01背包-Robberies

E - Robberies

Time Limit:1000MS     Memory Limit:32768KB     64bit IO Format:%I64d & %I64u

HDU 2955

Description

The aspiring Roy the Robber has seen a lot of American movies, and knows that the bad guys usually gets caught in the end, often because they become too greedy. He has decided to work in the lucrative business of bank robbery only for a short while, before retiring to a comfortable job at a university. 

For a few months now, Roy has been assessing the security of various banks and the amount of cash they hold. He wants to make a calculated risk, and grab as much money as possible. 


His mother, Ola, has decided upon a tolerable probability of getting caught. She feels that he is safe enough if the banks he robs together give a probability less than this.

 

Input

The first line of input gives T, the number of cases. For each scenario, the first line of input gives a floating point number P, the probability Roy needs to be below, and an integer N, the number of banks he has plans for. Then follow N lines, where line j gives an integer Mj and a floating point number Pj . 
Bank j contains Mj millions, and the probability of getting caught from robbing it is Pj .

 

Output

For each test case, output a line with the maximum number of millions he can expect to get while the probability of getting caught is less than the limit set. 

Notes and Constraints 
0 < T <= 100 
0.0 <= P <= 1.0 
0 < N <= 100 
0 < Mj <= 100 
0.0 <= Pj <= 1.0 
A bank goes bankrupt if it is robbed, and you may assume that all probabilities are independent as the police have very low funds.

 

Sample Input

       

        3
0.04 3
1 0.02
2 0.03
3 0.05
0.06 3
2 0.03
2 0.03
3 0.05
0.10 3
1 0.03
2 0.02
3 0.05 
       

 

Sample Output

       

        2
4
6 
       

 

英语不好做题永远是硬伤啊。题目大意是：先给出两个数字p和num，p代表被抓的机率，num代表银行数，每个银行都有mi和pi，mi是银行的金额，pi是偷该银行被抓的概率。该题目要求在不被抓的情况下偷到最大的钱。相当于偷银行时，pi之和要小于p。

这题目我觉得有两种解法的

1，网上普遍的解法是将被抓的机率变为幸存的机率，用01背包，dp[i]中，dp存放的是当偷取金额i时候的幸存几率，最后从最大金额向低处遍历，只要dp中的机率，即幸存机率，大于一开始设定的p即可。
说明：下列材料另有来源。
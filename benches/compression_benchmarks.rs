use canon_huff::config::CodecConfig;
use canon_huff::{Codec, DecodeStrategy};
use criterion::{black_box, criterion_group, criterion_main, BenchmarkId, Criterion, Throughput};
use rand::rngs::StdRng;
use rand::{Rng, SeedableRng};

fn sample(len: usize) -> Vec<u8> {
    let mut rng = StdRng::seed_from_u64(42);
    (0..len)
        .map(|_| rng.gen::<u8>().min(rng.gen::<u8>()) / 4)
        .collect()
}

fn bench_compress(c: &mut Criterion) {
    let data = sample(1 << 20);
    let codec = Codec::default();
    let mut group = c.benchmark_group("compress");
    group.throughput(Throughput::Bytes(data.len() as u64));
    group.bench_function("skewed_1mib", |b| {
        b.iter(|| codec.compress(black_box(&data)).unwrap())
    });
    group.finish();
}

fn bench_decompress(c: &mut Criterion) {
    let data = sample(1 << 18);
    let compressed = Codec::default().compress(&data).unwrap();
    let mut group = c.benchmark_group("decompress");
    group.throughput(Throughput::Bytes(data.len() as u64));
    for decoder in [DecodeStrategy::LinearScan, DecodeStrategy::LengthIndexed] {
        let codec = Codec::new(CodecConfig {
            decoder,
            ..CodecConfig::default()
        });
        group.bench_with_input(
            BenchmarkId::from_parameter(format!("{decoder:?}")),
            &compressed,
            |b, input| b.iter(|| codec.decompress(black_box(input)).unwrap()),
        );
    }
    group.finish();
}

criterion_group!(benches, bench_compress, bench_decompress);
criterion_main!(benches);
//! Test utilities and mocks for libvet unit tests.
//!
//! This module is only compiled for tests. It provides a scripted
//! in-memory toolchain so the check pipeline can be exercised without
//! spawning processes, plus small descriptor fixtures.

use std::cell::{Cell, RefCell};
use std::collections::{HashMap, HashSet};
use std::path::Path;

use anyhow::{bail, Result};

use crate::core::catalog::LibraryDescriptor;
use crate::toolchain::{ToolOutput, Toolchain};

/// A `Toolchain` with scripted outcomes.
///
/// By default every install and compile succeeds with empty output.
/// Individual libraries can be scripted to fail their install (ordinary
/// failure) or to error (unexpected failure), and compilation can be made
/// to fail globally. Invocations are recorded for assertions.
#[derive(Debug, Default)]
pub struct ScriptedToolchain {
    install_failures: HashMap<String, String>,
    install_errors: HashSet<String>,
    compile_failure: Option<String>,
    install_log: RefCell<Vec<String>>,
    compile_count: Cell<usize>,
}

impl ScriptedToolchain {
    /// A toolchain where everything succeeds.
    pub fn new() -> Self {
        ScriptedToolchain::default()
    }

    /// Script `name`'s install to exit non-zero with the given output.
    pub fn failing_install(mut self, name: impl Into<String>, output: impl Into<String>) -> Self {
        self.install_failures.insert(name.into(), output.into());
        self
    }

    /// Script `name`'s install to fail unexpectedly (an `Err`, as if the
    /// tool could not be spawned).
    pub fn erroring_install_for(mut self, name: impl Into<String>) -> Self {
        self.install_errors.insert(name.into());
        self
    }

    /// Script every compile to exit non-zero with the given output.
    pub fn failing_compile(mut self, output: impl Into<String>) -> Self {
        self.compile_failure = Some(output.into());
        self
    }

    /// Install specs seen so far, in order.
    pub fn install_log(&self) -> Vec<String> {
        self.install_log.borrow().clone()
    }

    /// Number of compile invocations seen so far.
    pub fn compile_calls(&self) -> usize {
        self.compile_count.get()
    }
}

impl Toolchain for ScriptedToolchain {
    fn install(&self, name: &str, version: &str) -> Result<ToolOutput> {
        self.install_log
            .borrow_mut()
            .push(format!("{name}@{version}"));

        if self.install_errors.contains(name) {
            bail!("scripted toolchain error for `{name}`");
        }
        match self.install_failures.get(name) {
            Some(output) => Ok(ToolOutput::failed(output.clone())),
            None => Ok(ToolOutput::ok("")),
        }
    }

    fn compile(&self, _sketch_dir: &Path, _board: &str) -> Result<ToolOutput> {
        self.compile_count.set(self.compile_count.get() + 1);

        match &self.compile_failure {
            Some(output) => Ok(ToolOutput::failed(output.clone())),
            None => Ok(ToolOutput::ok("")),
        }
    }
}

/// A descriptor with architecture tags.
pub fn descriptor_with_archs(name: &str, version: &str, archs: &[&str]) -> LibraryDescriptor {
    let mut d = LibraryDescriptor::new(name, version);
    d.architectures = Some(archs.iter().map(|a| a.to_string()).collect());
    d
}

/// A descriptor with a declared header list.
pub fn descriptor_with_includes(name: &str, version: &str, headers: &[&str]) -> LibraryDescriptor {
    let mut d = LibraryDescriptor::new(name, version);
    d.provides_includes = headers.iter().map(|h| h.to_string()).collect();
    d
}
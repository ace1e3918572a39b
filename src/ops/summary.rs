//! Report summarization and Markdown rendering.
//!
//! Turns a collected report into the two tables posted to the CI job
//! summary: overall suite counts and a per-library detail table.

use std::fmt::Write as _;

use crate::core::classify::{classify, ClassifiedSuite, SuiteStatus};
use crate::core::report::TestReport;

/// A report reduced to its rendered form: sorted detail rows plus
/// per-status suite counts. Counts count suites, never individual cases.
#[derive(Debug, Clone)]
pub struct Summary {
    pub rows: Vec<ClassifiedSuite>,
    pub passed: usize,
    pub failed: usize,
    pub install_failed: usize,
}

/// Classify every suite and order the detail rows by status, then by
/// library name case-insensitively.
pub fn summarize(report: &TestReport) -> Summary {
    let mut rows: Vec<ClassifiedSuite> = report.suites.iter().map(classify).collect();

    let mut passed = 0;
    let mut failed = 0;
    let mut install_failed = 0;
    for row in &rows {
        match row.status {
            SuiteStatus::Passed => passed += 1,
            SuiteStatus::PartiallyFailed => failed += 1,
            SuiteStatus::FullyFailed => install_failed += 1,
        }
    }

    rows.sort_by(|a, b| {
        (a.status.label(), a.name.to_lowercase()).cmp(&(b.status.label(), b.name.to_lowercase()))
    });

    Summary {
        rows,
        passed,
        failed,
        install_failed,
    }
}

/// Render the summary as GitHub-flavored Markdown.
pub fn render_markdown(summary: &Summary) -> String {
    let mut out = String::new();

    out.push_str("# Summary\n");
    out.push_str(&render_table(
        &["OK", "Failed", "Failed to install"],
        &[vec![
            summary.passed.to_string(),
            summary.failed.to_string(),
            summary.install_failed.to_string(),
        ]],
    ));

    out.push_str("# Details\n");
    let rows: Vec<Vec<String>> = summary
        .rows
        .iter()
        .map(|row| {
            vec![
                row.name.clone(),
                row.version.clone(),
                row.status.label().to_string(),
                row.passed.to_string(),
                row.failed.to_string(),
            ]
        })
        .collect();
    out.push_str(&render_table(
        &["Library", "Version", "Status", "Passed", "Failed"],
        &rows,
    ));

    out
}

/// Render one aligned GitHub-style table.
fn render_table(headers: &[&str], rows: &[Vec<String>]) -> String {
    let mut widths: Vec<usize> = headers.iter().map(|h| h.len()).collect();
    for row in rows {
        for (i, cell) in row.iter().enumerate() {
            widths[i] = widths[i].max(cell.len());
        }
    }

    let mut out = String::new();

    let render_row = |out: &mut String, cells: &[String]| {
        for (i, cell) in cells.iter().enumerate() {
            write!(out, "| {:<width$} ", cell, width = widths[i]).expect("writing to String");
        }
        out.push_str("|\n");
    };

    let header_cells: Vec<String> = headers.iter().map(|h| h.to_string()).collect();
    render_row(&mut out, &header_cells);

    for &width in &widths {
        write!(out, "|{}", "-".repeat(width + 2)).expect("writing to String");
    }
    out.push_str("|\n");

    for row in rows {
        render_row(&mut out, row);
    }

    out
}

#[cfg(test)]
mod tests {
    use super::*;
    use crate::core::report::{TestCase, TestSuite};

    fn report_fixture() -> TestReport {
        let mut report = TestReport::new();

        let mut ok = TestSuite::new("zeta", "1.0.0");
        ok.record(TestCase::passed("Install library", ""));
        ok.record(TestCase::passed("Compile with discovered headers", ""));
        report.add_suite(ok);

        let mut broken = TestSuite::new("Alpha", "2.0.0");
        broken.record(TestCase::passed("Install library", ""));
        broken.record(TestCase::failed("Compile with discovered headers", ""));
        report.add_suite(broken);

        let mut uninstallable = TestSuite::new("Mu", "0.1.0");
        uninstallable.record(TestCase::failed("Install library", ""));
        report.add_suite(uninstallable);

        report
    }

    #[test]
    fn test_counts_count_suites_not_cases() {
        let summary = summarize(&report_fixture());
        assert_eq!(summary.passed, 1);
        assert_eq!(summary.failed, 1);
        assert_eq!(summary.install_failed, 1);
    }

    #[test]
    fn test_rows_sorted_by_status_then_name() {
        let summary = summarize(&report_fixture());
        let names: Vec<&str> = summary.rows.iter().map(|r| r.name.as_str()).collect();
        // Install failures sort first, then failures, then OK.
        assert_eq!(names, vec!["Mu", "Alpha", "zeta"]);
    }

    #[test]
    fn test_name_ordering_is_case_insensitive() {
        let mut report = TestReport::new();
        for name in ["beta", "Alpha", "Gamma"] {
            let mut suite = TestSuite::new(name, "1.0.0");
            suite.record(TestCase::passed("Install library", ""));
            report.add_suite(suite);
        }

        let summary = summarize(&report);
        let names: Vec<&str> = summary.rows.iter().map(|r| r.name.as_str()).collect();
        assert_eq!(names, vec!["Alpha", "beta", "Gamma"]);
    }

    #[test]
    fn test_render_markdown_structure() {
        let rendered = render_markdown(&summarize(&report_fixture()));

        assert!(rendered.starts_with("# Summary\n"));
        assert!(rendered.contains("# Details\n"));
        assert!(rendered.contains("| OK"));
        assert!(rendered.contains("| Failed to install"));
        assert!(rendered.contains("| Library"));
        assert!(rendered.contains(":stop_sign: Failed to install"));
        assert!(rendered.contains(":warning: Failed"));
        assert!(rendered.contains(":white_check_mark: OK"));

        // Detail rows keep the sorted order in the rendered output.
        let mu = rendered.find("| Mu").unwrap();
        let alpha = rendered.find("| Alpha").unwrap();
        let zeta = rendered.find("| zeta").unwrap();
        assert!(mu < alpha && alpha < zeta);
    }

    #[test]
    fn test_render_empty_report() {
        let rendered = render_markdown(&summarize(&TestReport::new()));
        assert!(rendered.contains("| 0"));
        assert!(rendered.contains("| Library"));
    }

    #[test]
    fn test_table_columns_align() {
        let table = render_table(&["A", "Longer"], &[vec!["xx".to_string(), "y".to_string()]]);
        assert_eq!(table, "| A  | Longer |\n|----|--------|\n| xx | y      |\n");
    }
}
2，直接正面去做，保证pi之和小于p。这里又分两种情况，①，dp[i]中存放的是金额，最后从最大金额开始向低处遍历，运用回溯，来确定某个银行是否被偷，将机率加起来，和一开始给的p进行比较。②，dp[i]中存放的是被抓机率，i代表金额，金额越高被抓机率也越高。最后运用回溯，先比较dp[i]是否小于p，如果小于，开始判断哪些银行被偷过。

方法2要写很长的代码，特别是回溯部分，需要用到栈，所以我一开始没去搜题解，导致用方案2.①时，TLE了。用2.②时，超内存了。说白了方法2根本没用到动态规划，只用了01背包那种打表方式，它需要每个都返回去寻找并且判断，这说白了就是暴力，炸了是妥妥的。

代码如下：

#include<iostream>
#include<cstdio>
using namespace std;
#define max(a,b) a>b?a:b

int main()
{
	int t,num,money[105],sum;
	double pro[105],p;
	scanf("%d",&t);
	while(t--)
	{
		double dp[10005]={1.0};
		scanf("%lf%d",&p,&num);
		sum=0;
		for(int i=0;i<num;i++)
		{
			scanf("%d%lf",&money[i],&pro[i]);
			sum+=money[i];
		}
		for(int i=0;i<num;i++)
		{
			for(int j=sum;j>=money[i];j--)
			{
				dp[j]=max(dp[j-money[i]]*(1-pro[i]),dp[j]);
			}
		}
		for(int i=sum;i>=0;i--)
		{
			if(dp[i]>=1-p)
			{
				printf("%d\n",i);
				break;
			}	
		}
	}
}

我还是比较反对用#define的，特别是其中的内容要运用多次时候，他要不断向系统申请内存，导致效率很低。用函数代替就好多了。

这道题目调试的时候发现，浮点数读入后，很多值都不是题目给的值，比如0.04读入后变成了0.03999999997之类的，最后判断的时候，编译器有他自己一套判断体系吧，所以就不管了，当成精确的写。